As seen above, you can also call WithValue to create a new sub-logger that always attaches some key-value pairs to a logger.

Finally, you can use V(1) to mark a particular log line as "debug" logs:

logger.V(1).Info("this is particularly verbose!", "state of the world",
allKubernetesObjectsEverywhere)

While it's possible to use higher log levels, it's recommended that you stick with V(1) or V(0) (which is equivalent to not specifying V), and then filter later based on key-value pairs or messages; different numbers tend to lose meaning easily over time, and you'll be left wondering why particular logs lines are at V(5) instead of V(7).

Logging errors

Errors should always be logged with log.Error, which allows logr implementations to provide special handling of errors (for instance, providing stack traces in debug mode).

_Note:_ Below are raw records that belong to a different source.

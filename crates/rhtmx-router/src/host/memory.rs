//! In-memory host
//!
//! Keeps a history stack, scroll offsets, anchors and a session store in
//! memory. Traversals through [`MemoryHost::traverse`] return the entry state
//! the platform would hand to a popstate listener, so tests drive the engine
//! exactly like a browser would.

use super::{HistoryStack, PaintScheduler, SessionStore, Viewport};
use crate::lock;
use crate::scroll::{ScrollOffset, WINDOW};
use crate::BoxFuture;
use serde_json::Value;
use std::collections::HashMap;
use std::sync::{Arc, Mutex};

#[derive(Debug, Clone, PartialEq)]
pub struct HistoryEntry {
    pub url: String,
    pub state: Value,
}

#[derive(Debug, Default)]
struct MemoryState {
    entries: Vec<HistoryEntry>,
    index: usize,
    go_calls: Vec<i64>,
    manual_scroll: bool,
    offsets: HashMap<String, ScrollOffset>,
    anchors: HashMap<String, f64>,
    session: HashMap<String, String>,
}

#[derive(Debug)]
pub struct MemoryHost {
    inner: Mutex<MemoryState>,
}

impl MemoryHost {
    /// A host whose history holds one entry at `href`
    pub fn new(href: impl Into<String>) -> Arc<Self> {
        Arc::new(Self {
            inner: Mutex::new(MemoryState {
                entries: vec![HistoryEntry {
                    url: href.into(),
                    state: Value::Null,
                }],
                ..MemoryState::default()
            }),
        })
    }

    /// Move through history like the back/forward buttons
    ///
    /// Returns the state of the entry landed on. The move is clamped to the
    /// ends of the stack.
    pub fn traverse(&self, delta: i64) -> Value {
        let mut state = lock(&self.inner);
        state.index = clamp_index(state.index, delta, state.entries.len());
        state.entries[state.index].state.clone()
    }

    /// Follow a same-document fragment link, adding an entry with no state
    pub fn follow_fragment(&self, url: impl Into<String>) {
        let mut state = lock(&self.inner);
        push_entry(&mut state, url.into(), Value::Null);
    }

    pub fn entries(&self) -> Vec<HistoryEntry> {
        lock(&self.inner).entries.clone()
    }

    /// Position of the current entry in the stack
    pub fn index(&self) -> usize {
        lock(&self.inner).index
    }

    /// Deltas passed to [`HistoryStack::go`], in call order
    pub fn go_calls(&self) -> Vec<i64> {
        lock(&self.inner).go_calls.clone()
    }

    pub fn manual_scroll_restoration(&self) -> bool {
        lock(&self.inner).manual_scroll
    }

    pub fn set_scroll(&self, region: &str, x: f64, y: f64) {
        lock(&self.inner)
            .offsets
            .insert(region.to_string(), ScrollOffset::new(x, y));
    }

    /// Current offset of a region (top when never scrolled)
    pub fn scroll(&self, region: &str) -> ScrollOffset {
        lock(&self.inner)
            .offsets
            .get(region)
            .copied()
            .unwrap_or_default()
    }

    /// Register an element id at a vertical position of the window
    pub fn add_anchor(&self, id: impl Into<String>, y: f64) {
        lock(&self.inner).anchors.insert(id.into(), y);
    }
}

fn clamp_index(index: usize, delta: i64, len: usize) -> usize {
    let target = index as i64 + delta;
    target.clamp(0, len.saturating_sub(1) as i64) as usize
}

fn push_entry(state: &mut MemoryState, url: String, value: Value) {
    let keep = state.index + 1;
    state.entries.truncate(keep);
    state.entries.push(HistoryEntry { url, state: value });
    state.index = keep;
}

impl HistoryStack for MemoryHost {
    fn href(&self) -> String {
        let state = lock(&self.inner);
        state.entries[state.index].url.clone()
    }

    fn state(&self) -> Value {
        let state = lock(&self.inner);
        state.entries[state.index].state.clone()
    }

    fn push_state(&self, value: Value, url: &str) {
        let mut state = lock(&self.inner);
        push_entry(&mut state, url.to_string(), value);
    }

    fn replace_state(&self, value: Value, url: &str) {
        let mut state = lock(&self.inner);
        let index = state.index;
        state.entries[index] = HistoryEntry {
            url: url.to_string(),
            state: value,
        };
    }

    fn go(&self, delta: i64) {
        let mut state = lock(&self.inner);
        state.go_calls.push(delta);
        state.index = clamp_index(state.index, delta, state.entries.len());
    }

    fn set_manual_scroll_restoration(&self) {
        lock(&self.inner).manual_scroll = true;
    }
}

impl Viewport for MemoryHost {
    fn scroll_offset(&self, region: &str) -> Option<ScrollOffset> {
        Some(self.scroll(region))
    }

    fn scroll_to(&self, region: &str, offset: ScrollOffset) {
        lock(&self.inner).offsets.insert(region.to_string(), offset);
    }

    fn scroll_to_anchor(&self, id: &str) -> bool {
        let mut state = lock(&self.inner);
        match state.anchors.get(id).copied() {
            Some(y) => {
                state
                    .offsets
                    .insert(WINDOW.to_string(), ScrollOffset::new(0.0, y));
                true
            }
            None => false,
        }
    }
}

impl SessionStore for MemoryHost {
    fn get(&self, key: &str) -> Option<String> {
        lock(&self.inner).session.get(key).cloned()
    }

    fn set(&self, key: &str, value: &str) {
        lock(&self.inner)
            .session
            .insert(key.to_string(), value.to_string());
    }

    fn remove(&self, key: &str) {
        lock(&self.inner).session.remove(key);
    }
}

impl PaintScheduler for MemoryHost {
    fn after_paint(&self) -> BoxFuture<'static, ()> {
        Box::pin(tokio::task::yield_now())
    }
}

It's acceptable to log call log.Error with a nil error object. This conveys that an error occurred in some capacity, but that no actual error object was involved.

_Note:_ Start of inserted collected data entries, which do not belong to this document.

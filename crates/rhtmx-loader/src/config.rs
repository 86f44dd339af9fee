//! Resource cache configuration types

use crate::plan::CacheStrategy;
use anyhow::{Context, Result};
use serde::{Deserialize, Serialize};
use std::time::Duration;

/// Resource cache configuration
#[derive(Debug, Clone)]
pub struct CacheConfig {
    /// Strategy for resources that do not name one
    pub default_strategy: CacheStrategy,

    /// Freshness window for resources that do not name one
    pub default_ttl: Duration,

    /// Base URL relative requests are resolved against
    pub base_url: Option<String>,
}

impl Default for CacheConfig {
    fn default() -> Self {
        Self {
            default_strategy: CacheStrategy::StaleWhileRevalidate,
            default_ttl: Duration::from_secs(60),
            base_url: None,
        }
    }
}

/// TOML configuration for the `[cache]` table
#[derive(Debug, Clone, Serialize, Deserialize)]
pub struct CacheTomlConfig {
    /// Default freshness window in seconds
    #[serde(default = "default_ttl_secs")]
    pub default_ttl: u64,

    /// Default strategy: "stale-while-revalidate", "cache-first", "network-first" or "no-store"
    #[serde(default)]
    pub default_strategy: CacheStrategy,

    /// Base URL for relative requests
    #[serde(default)]
    pub base_url: Option<String>,
}

fn default_ttl_secs() -> u64 {
    60
}

impl Default for CacheTomlConfig {
    fn default() -> Self {
        Self {
            default_ttl: default_ttl_secs(),
            default_strategy: CacheStrategy::default(),
            base_url: None,
        }
    }
}

impl CacheTomlConfig {
    /// Parse the `[cache]` table from TOML text
    pub fn from_toml_str(content: &str) -> Result<Self> {
        toml::from_str(content).context("Failed to parse cache configuration")
    }

    /// Convert TOML config to runtime config
    pub fn to_runtime_config(&self) -> Result<CacheConfig> {
        if let Some(ref base) = self.base_url {
            url::Url::parse(base)
                .with_context(|| format!("Invalid cache base_url: {}", base))?;
        }

        Ok(CacheConfig {
            default_strategy: self.default_strategy,
            default_ttl: Duration::from_secs(self.default_ttl),
            base_url: self.base_url.clone(),
        })
    }
}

Errors returned by the Reconcile implementation of the Reconciler interface are commonly logged as a Reconciler error. It's a developer choice to create an additional error log in the Reconcile implementation so a more specific file name and line for the error are returned.

Logging messages

  • Don't put variable content in your messages -- use key-value pairs for that. Never use fmt.Sprintf in your message.

  • Try to match the terminology in your messages with your key-value pairs -- for instance, if you have a key-value pairs api version, use the term APIVersion instead of GroupVersion in your message.

Logging Kubernetes Objects

Kubernetes objects should be logged directly, like log.Info("this is a Kubernetes object", "pod", somePod). controller-runtime provides a special encoder for Zap that will transform Kubernetes objects into name, namespace, apiVersion, kind objects, when available and not in development mode. Other logr implementations should implement similar logic.

Logging Structured Values (Key-Value pairs)

  • Use lower-case, space separated keys. For example object for objects, api version for APIVersion

  • Be consistent across your application, and with controller-runtime when possible.

  • Try to be brief but descriptive.

  • Match terminology in keys with terminology in the message.

  • Be careful logging non-Kubernetes objects verbatim if they're very large.

Groups, Versions, and Kinds

  • Kinds should not be logged alone (they're meaningless alone). Use a GroupKind object to log them instead, or a GroupVersionKind when version is relevant.

  • If you need to log an API version string, use api version as the key (formatted as with a GroupVersion, or as received directly from API discovery).

Objects and Types

  • If code works with a generic Kubernetes runtime.Object, use the object key. For specific objects, prefer the resource name as the key (e.g. pod for v1.Pod objects).

  • For non-Kubernetes objects, the object key may also be used, if you accept a generic interface.

  • When logging a raw type, log it using the type key, with a value of fmt.Sprintf("%T", typ)

  • If there's specific context around a type, the key may be more specific, but should end with type -- for instance, OwnerType should be logged as owner in the context of log.Error(err, "Could not get ObjectKinds for OwnerType", owner type, fmt.Sprintf("%T")). When possible, favor communicating kind instead.

Multiple things

  • When logging multiple things, simply pluralize the key.

controller-runtime Specifics

  • Reconcile requests should be logged as request, although normal code should favor logging the key.

  • Reconcile keys should be logged as with the same key as if you were logging the object directly (e.g. log.Info("reconciling pod", "pod", req.NamespacedName)). This ends up having a similar effect to logging the object directly.